Sehr geehrter Herr Bundesminister Scholz, ich will nur darauf hinweisen, dass das Kurzarbeitergeld ein seit sehr langer Zeit praktiziertes Instrument der Bundesrepublik Deutschland ist, es also schon deutlich länger als seit 2008/2009 eingesetzt wird. Der Hinweis auf die Historie sei mir gestattet. Es ist ein wichtiges Instrument der Sozialpartnerschaft.
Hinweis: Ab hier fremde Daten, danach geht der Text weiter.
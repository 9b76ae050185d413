use chrono::{DateTime, NaiveDate, Utc};
use leptos::*;
use serde::{Deserialize, Serialize};
use thiserror::Error;

#[derive(Debug, Clone, Copy, PartialEq, Eq, Serialize, Deserialize, Default)]
#[serde(rename_all = "lowercase")]
pub enum UserType {
    #[default]
    Student,
    Faculty,
}

impl UserType {
    pub fn as_str(&self) -> &'static str {
        match self {
            UserType::Student => "student",
            UserType::Faculty => "faculty",
        }
    }

    pub fn label(&self) -> &'static str {
        match self {
            UserType::Student => "Student",
            UserType::Faculty => "Faculty",
        }
    }

    pub fn parse(value: &str) -> Option<Self> {
        match value.trim().to_ascii_lowercase().as_str() {
            "student" => Some(UserType::Student),
            "faculty" => Some(UserType::Faculty),
            _ => None,
        }
    }
}

/// The locally simulated signed-in user.
#[derive(Debug, Clone, PartialEq, Eq, Serialize, Deserialize)]
#[serde(rename_all = "camelCase")]
pub struct Identity {
    pub email: String,
    pub user_type: UserType,
    pub login_time: DateTime<Utc>,
}

#[derive(Debug, Clone, Copy, PartialEq, Eq, Serialize, Deserialize, Default)]
#[serde(rename_all = "lowercase")]
pub enum LeaveStatus {
    #[default]
    Pending,
    Approved,
    Rejected,
}

impl LeaveStatus {
    pub fn as_str(&self) -> &'static str {
        match self {
            LeaveStatus::Pending => "pending",
            LeaveStatus::Approved => "approved",
            LeaveStatus::Rejected => "rejected",
        }
    }

    pub fn is_terminal(&self) -> bool {
        !matches!(self, LeaveStatus::Pending)
    }
}

#[derive(Debug, Clone, PartialEq, Eq, Serialize, Deserialize)]
#[serde(rename_all = "camelCase")]
pub struct LeaveApplication {
    pub id: i64,
    pub email: String,
    pub start_date: NaiveDate,
    pub end_date: NaiveDate,
    pub category: String,
    pub reason: String,
    pub document: Option<String>,
    pub voice: Option<String>,
    pub scope: String,
    pub status: LeaveStatus,
    pub submitted_at: DateTime<Utc>,
    pub approved_at: Option<DateTime<Utc>>,
    pub rejected_at: Option<DateTime<Utc>>,
    pub rejection_reason: Option<String>,
}

/// Raw values read from the leave form, before validation.
#[derive(Debug, Clone, Default, PartialEq, Eq)]
pub struct LeaveForm {
    pub start_date: String,
    pub end_date: String,
    pub category: String,
    pub reason: String,
    pub document: Option<String>,
    pub voice: Option<String>,
}

#[derive(Debug, Clone, Default, PartialEq, Eq)]
pub struct SubmitOptions {
    pub scope: Option<String>,
}

#[derive(Debug, Error)]
pub enum PortalError {
    #[error("{0}")]
    Validation(String),
    #[error("Leave application {0} not found")]
    NotFound(i64),
    #[error("Storage error: {0}")]
    Storage(String),
    #[error("Failed to decode stored data: {0}")]
    Serialization(#[from] serde_json::Error),
}

impl PortalError {
    pub fn validation(msg: impl Into<String>) -> Self {
        PortalError::Validation(msg.into())
    }

    pub fn code(&self) -> &'static str {
        match self {
            PortalError::Validation(_) => "VALIDATION_ERROR",
            PortalError::NotFound(_) => "NOT_FOUND",
            PortalError::Storage(_) => "STORAGE_ERROR",
            PortalError::Serialization(_) => "SERIALIZATION_ERROR",
        }
    }

    pub fn is_validation(&self) -> bool {
        matches!(self, PortalError::Validation(_))
    }
}

impl From<PortalError> for String {
    fn from(error: PortalError) -> Self {
        error.to_string()
    }
}

impl IntoView for PortalError {
    fn into_view(self) -> View {
        self.to_string().into_view()
    }
}


#[cfg(all(test, not(target_arch = "wasm32")))]
mod host_tests {
    use super::*;

    #[test]
    fn portal_error_can_be_converted_to_view() {
        let _: View = PortalError::validation("Please login first").into_view();
    }
}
Am Anfang der Krise wurde argumentiert, dass man keine Vorgaben zu einem Boni- und Dividendenverbot machen könne, weil das Kurzarbeitergeld eine Versicherungsleistung sei, die von Arbeitgebern und Arbeitnehmern gezahlt worden ist. Meine Kollegin Paus hat gerade darauf hingewiesen, dass das inzwischen nicht mehr der Fall ist, weil jetzt ein großer Zuschuss an die Bundesagentur für Arbeit aus Steuergeldern, also von der Gesamtbevölkerung, gezahlt worden ist.
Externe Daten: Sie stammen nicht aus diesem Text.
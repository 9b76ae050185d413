use crate::config;
use crate::pages::portal::utils::{category_label, date_range_label, StatusView};
use crate::store::LeaveApplication;
use leptos::*;

#[component]
pub fn StatusBlock(status: StatusView) -> impl IntoView {
    match status {
        StatusView::Pending => view! {
            <div class="status-row flex items-center gap-3 rounded-md bg-status-warning-bg text-status-warning-text px-4 py-3">
                <i class="fas fa-hourglass-half"></i>
                <p class="text-sm font-medium">{"Pending review"}</p>
            </div>
        }
        .into_view(),
        StatusView::Approved { approved_on } => view! {
            <div id="approvalBlock" class="status-row flex items-center gap-3 rounded-md bg-status-success-bg text-status-success-text px-4 py-3">
                <i class="fas fa-check-circle"></i>
                <p class="text-sm font-medium">
                    {"Approved on "}<span id="approvedDate">{approved_on}</span>
                </p>
            </div>
        }
        .into_view(),
        StatusView::Rejected { reason } => view! {
            <div id="rejectedBlock" class="status-row flex items-center gap-3 rounded-md bg-status-error-bg text-status-error-text px-4 py-3">
                <i class="fas fa-times-circle"></i>
                <p class="text-sm font-medium">
                    {"Rejected: "}<span id="rejectedReason">{reason}</span>
                </p>
            </div>
        }
        .into_view(),
    }
}

fn application_summary(app: &LeaveApplication) -> View {
    let attachments = [app.document.clone(), app.voice.clone()]
        .into_iter()
        .flatten()
        .collect::<Vec<_>>()
        .join(", ");
    view! {
        <dl class="grid grid-cols-2 gap-x-4 gap-y-1 text-sm text-fg-muted">
            <dt>{"Dates"}</dt>
            <dd class="text-fg">{date_range_label(app)}</dd>
            <dt>{"Category"}</dt>
            <dd class="text-fg">{category_label(&app.category).to_string()}</dd>
            <dt>{"Applies to"}</dt>
            <dd class="text-fg">{app.scope.clone()}</dd>
            {(!attachments.is_empty()).then(|| view! {
                <dt>{"Attachments"}</dt>
                <dd class="text-fg">{attachments}</dd>
            })}
        </dl>
    }
    .into_view()
}

#[component]
pub fn StatusPanel(latest: Signal<Option<LeaveApplication>>) -> impl IntoView {
    let tz = config::current_time_zone();
    view! {
        <section id="statusPanel" class="bg-surface-elevated shadow rounded-lg p-6 space-y-4">
            <h2 class="text-lg font-medium text-fg">{"Application status"}</h2>
            {move || match latest.get() {
                Some(app) => {
                    let status = StatusView::from_application(&app, tz);
                    view! {
                        <div class="space-y-3">
                            <StatusBlock status=status />
                            {application_summary(&app)}
                        </div>
                    }
                    .into_view()
                }
                None => view! {
                    <div class="text-center py-8 px-4 rounded-lg border-2 border-dashed border-border-strong bg-surface-muted">
                        <p class="text-sm font-semibold text-fg">{"No applications yet"}</p>
                        <p class="mt-1 text-sm text-fg-muted">
                            {"Submitted requests will show their status here."}
                        </p>
                    </div>
                }
                .into_view(),
            }}
        </section>
    }
}

#[cfg(all(test, not(target_arch = "wasm32")))]
mod host_tests {
    use super::*;
    use crate::store::test_support::{application, at};
    use crate::store::LeaveStatus;
    use crate::test_support::ssr::render_to_string;

    fn render(app: Option<LeaveApplication>) -> String {
        render_to_string(move || {
            let latest = create_rw_signal(app);
            view! { <StatusPanel latest=latest.into() /> }
        })
    }

    #[test]
    fn empty_panel_shows_placeholder() {
        let html = render(None);
        assert!(html.contains("No applications yet"));
        assert!(!html.contains("status-row"));
    }

    #[test]
    fn pending_application_shows_only_pending_block() {
        let html = render(Some(application(1, "a@b.com")));
        assert!(html.contains("Pending review"));
        assert!(!html.contains("approvalBlock"));
        assert!(!html.contains("rejectedBlock"));
        assert!(html.contains("2024-01-05 to 2024-01-10"));
        assert!(html.contains("Medical"));
    }

    #[test]
    fn approved_application_shows_date() {
        let mut app = application(1, "a@b.com");
        app.status = LeaveStatus::Approved;
        app.approved_at = Some(at(60 * 24));
        let html = render(Some(app));
        assert!(html.contains("approvalBlock"));
        assert!(html.contains("05 Jan 2024"));
        assert!(!html.contains("Pending review"));
    }

    #[test]
    fn rejected_application_shows_reason_or_fallback() {
        let mut app = application(1, "a@b.com");
        app.status = LeaveStatus::Rejected;
        app.rejection_reason = Some("Demo rejection reason".into());
        let html = render(Some(app.clone()));
        assert!(html.contains("rejectedBlock"));
        assert!(html.contains("Demo rejection reason"));

        app.rejection_reason = None;
        let html = render(Some(app));
        assert!(html.contains("No reason provided"));
    }

    #[test]
    fn attachments_are_listed_by_name() {
        let mut app = application(1, "a@b.com");
        app.document = Some("certificate.pdf".into());
        app.voice = Some("note.m4a".into());
        let html = render(Some(app));
        assert!(html.contains("certificate.pdf, note.m4a"));
    }
}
Sie selber kritisieren, dass Unternehmen wie Daimler oder BMW hohe Dividenden ausgeschüttet haben, obwohl sie Kurzarbeitergeld in Milliardenhöhe bekommen haben. Die Frage ist, warum Sie das nur kritisieren. Sie sind ja nicht der oberste Kritisierer der Bundesrepublik Deutschland, sondern der Bundesfinanzminister und Mitglied des Kabinetts von Angela Merkel. Sie können ja dazu auch Gesetzesvorlagen einbringen. Haben Sie vor, diese Rechtslage zu ändern, sodass Dividenden und Boni von großen Konzernen nicht mehr ausgeschüttet werden können, wenn sie Milliarden an Steuerhilfen bekommen haben?